Show every line of the data where the word "impl" can be found.
BEGIN
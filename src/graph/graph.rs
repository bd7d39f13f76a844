// graph.rs
// ──────────────────────────────────────────────────────────────────────────────
// StateGraph: the adjacency graph of states that chains are walked over.
// Nodes are stored in declaration order and addressed by their index; every
// neighbor list keeps the order of the table it was built from, so anything
// iterating the graph sees the same sequence on every run.
// ──────────────────────────────────────────────────────────────────────────────
use once_cell::sync::OnceCell;
use std::collections::HashMap;
use std::fmt;

use super::error::GraphError;
use super::states::{StateEntry, US_STATES};

/// Index of a state inside its `StateGraph`.
pub type NodeId = usize;

/// A single state: its name, its two-letter code and the states it borders.
#[derive(Clone, Debug, PartialEq, Eq)]
pub struct State {
    name: String,
    code: String,
    neighbors: Vec<NodeId>,
}

impl State {
    pub fn name(&self) -> &str {
        &self.name
    }

    pub fn code(&self) -> &str {
        &self.code
    }

    /// Neighbors in the order they were listed.
    pub fn neighbors(&self) -> &[NodeId] {
        &self.neighbors
    }
}

/// Immutable adjacency graph built from a validated table.
#[derive(Clone, Debug, Default)]
pub struct StateGraph {
    states: Vec<State>,
    by_name: HashMap<String, NodeId>,
    by_code: HashMap<String, NodeId>,
}

impl StateGraph {
    /// Builds a graph from an adjacency table, failing on the first entry
    /// that would leave the graph inconsistent.
    pub fn from_entries(entries: &[StateEntry]) -> Result<Self, GraphError> {
        let mut by_name: HashMap<String, NodeId> = HashMap::with_capacity(entries.len());
        let mut by_code: HashMap<String, NodeId> = HashMap::with_capacity(entries.len());

        // First pass assigns ids so neighbors can be resolved in any order.
        for (id, entry) in entries.iter().enumerate() {
            if !is_valid_code(entry.code) {
                return Err(GraphError::MalformedCode {
                    name: entry.name.to_string(),
                    code: entry.code.to_string(),
                });
            }
            if by_name.insert(entry.name.to_string(), id).is_some() {
                return Err(GraphError::DuplicateName(entry.name.to_string()));
            }
            if let Some(first) = by_code.insert(entry.code.to_string(), id) {
                return Err(GraphError::DuplicateCode {
                    code: entry.code.to_string(),
                    first: entries[first].name.to_string(),
                    second: entry.name.to_string(),
                });
            }
        }

        let states = entries
            .iter()
            .map(|entry| {
                let neighbors = entry
                    .neighbors
                    .iter()
                    .map(|neighbor| {
                        if *neighbor == entry.name {
                            return Err(GraphError::SelfLoop(entry.name.to_string()));
                        }
                        by_name.get(*neighbor).copied().ok_or_else(|| {
                            GraphError::UnknownNeighbor {
                                state: entry.name.to_string(),
                                neighbor: neighbor.to_string(),
                            }
                        })
                    })
                    .collect::<Result<Vec<NodeId>, GraphError>>()?;

                Ok(State {
                    name: entry.name.to_string(),
                    code: entry.code.to_string(),
                    neighbors,
                })
            })
            .collect::<Result<Vec<State>, GraphError>>()?;

        Ok(Self {
            states,
            by_name,
            by_code,
        })
    }

    pub fn len(&self) -> usize {
        self.states.len()
    }

    /// Returns the state with the given id, if any.
    pub fn get_state(&self, id: NodeId) -> Option<&State> {
        self.states.get(id)
    }

    /// All states in declaration order, paired with their ids.
    pub fn states(&self) -> impl Iterator<Item = (NodeId, &State)> + '_ {
        self.states.iter().enumerate()
    }

    /// Looks a state up by its full name, e.g. `"New Mexico"`.
    pub fn state_by_name(&self, name: &str) -> Option<NodeId> {
        self.by_name.get(name).copied()
    }

    /// Looks a state up by its code, ignoring case.
    pub fn state_by_code(&self, code: &str) -> Option<NodeId> {
        self.by_code.get(&code.to_ascii_uppercase()).copied()
    }

    /// True when `to` is listed as a neighbor of `from`.
    pub fn has_edge(&self, from: NodeId, to: NodeId) -> bool {
        self.states
            .get(from)
            .is_some_and(|state| state.neighbors.contains(&to))
    }

    /// Every listed edge `(from, to)` whose reverse `(to, from)` is not listed.
    ///
    /// Traversal follows the table literally, so a one-sided entry would make
    /// a chain walkable in one direction only. The embedded table has none.
    pub fn asymmetric_edges(&self) -> Vec<(NodeId, NodeId)> {
        self.states()
            .flat_map(|(from, state)| state.neighbors.iter().map(move |&to| (from, to)))
            .filter(|&(from, to)| !self.has_edge(to, from))
            .collect()
    }
}

/// Renders the table one state per line as `Name (CODE) Neighbor, Neighbor`,
/// with the neighbor names sorted alphabetically.
impl fmt::Display for StateGraph {
    fn fmt(&self, f: &mut fmt::Formatter<'_>) -> fmt::Result {
        for state in &self.states {
            let mut neighbor_names: Vec<&str> = state
                .neighbors
                .iter()
                .map(|&id| self.states[id].name())
                .collect();
            neighbor_names.sort_unstable();
            writeln!(
                f,
                "{} ({}) {}",
                state.name(),
                state.code(),
                neighbor_names.join(", ")
            )?;
        }
        Ok(())
    }
}

/// Returns the process-wide graph of US states, validating the embedded table
/// the first time it is requested.
pub fn us_states() -> Result<&'static StateGraph, GraphError> {
    static US_STATE_GRAPH: OnceCell<StateGraph> = OnceCell::new();
    US_STATE_GRAPH.get_or_try_init(|| StateGraph::from_entries(US_STATES))
}

fn is_valid_code(code: &str) -> bool {
    code.len() == 2 && code.bytes().all(|b| b.is_ascii_uppercase())
}
use std::fs;
use std::path::Path;

use super::error::WordListError;
use super::index::AnagramIndex;

//─────────────────────────────────────────────────────────────────────────────

/// Reads a newline-delimited word list into memory.
///
/// The file is read in one go and closed before this returns, whether or not
/// reading succeeded. Invalid UTF-8 is reported like any other read failure.
pub fn load_word_list(file_path: &Path) -> Result<String, WordListError> {
    fs::read_to_string(file_path)
        .map_err(|e| WordListError::ReadFile(file_path.display().to_string(), e))
}

/// Reads a word list and indexes the words that are exactly `word_length`
/// letters long.
pub fn load_index_from_file(
    file_path: &Path,
    word_length: usize,
) -> Result<AnagramIndex, WordListError> {
    let contents = load_word_list(file_path)?;
    Ok(AnagramIndex::build(contents.lines(), word_length))
}

#[cfg(test)]
mod tests {
    use super::*;
    use std::io::Write;
    use tempfile::NamedTempFile;

    #[test]
    fn missing_file_names_the_path() {
        let dir = tempfile::tempdir().unwrap();
        let missing = dir.path().join("no-such-words");
        let err = load_word_list(&missing).unwrap_err();
        let WordListError::ReadFile(path, source) = &err;
        assert_eq!(path, &missing.display().to_string());
        assert_eq!(source.kind(), std::io::ErrorKind::NotFound);
        assert!(err.to_string().contains("no-such-words"));
    }

    #[test]
    fn index_from_file_skips_malformed_lines() {
        let mut file = NamedTempFile::new().unwrap();
        writeln!(file, "Ohio").unwrap();
        writeln!(file, "can't").unwrap();
        writeln!(file, "ice cream").unwrap();
        writeln!(file, "  hoio  ").unwrap();
        writeln!(file, "dog").unwrap();

        let index = load_index_from_file(file.path(), 4).unwrap();
        assert_eq!(index.len(), 2);
        assert_eq!(index.lookup("OHIO"), ["OHIO".to_string(), "HOIO".to_string()]);
    }

    #[test]
    fn invalid_utf8_is_a_read_failure() {
        let mut file = NamedTempFile::new().unwrap();
        file.write_all(&[0xff, 0xfe, b'\n']).unwrap();
        assert!(load_word_list(file.path()).is_err());
    }
}
// error module
mod error;
// explorer module
mod explorer;

//─────────────────────────────────────────────────────────────────────────────
// Public re-exports from the explorer module.
//─────────────────────────────────────────────────────────────────────────────
pub use error::ChainError;
pub use explorer::{Chain, ChainExplorer, PRACTICAL_MAX_LENGTH};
END
Task result:
impl State {
impl StateGraph {
    pub fn states(&self) -> impl Iterator<Item = (NodeId, &State)> + '_ {
impl fmt::Display for StateGraph {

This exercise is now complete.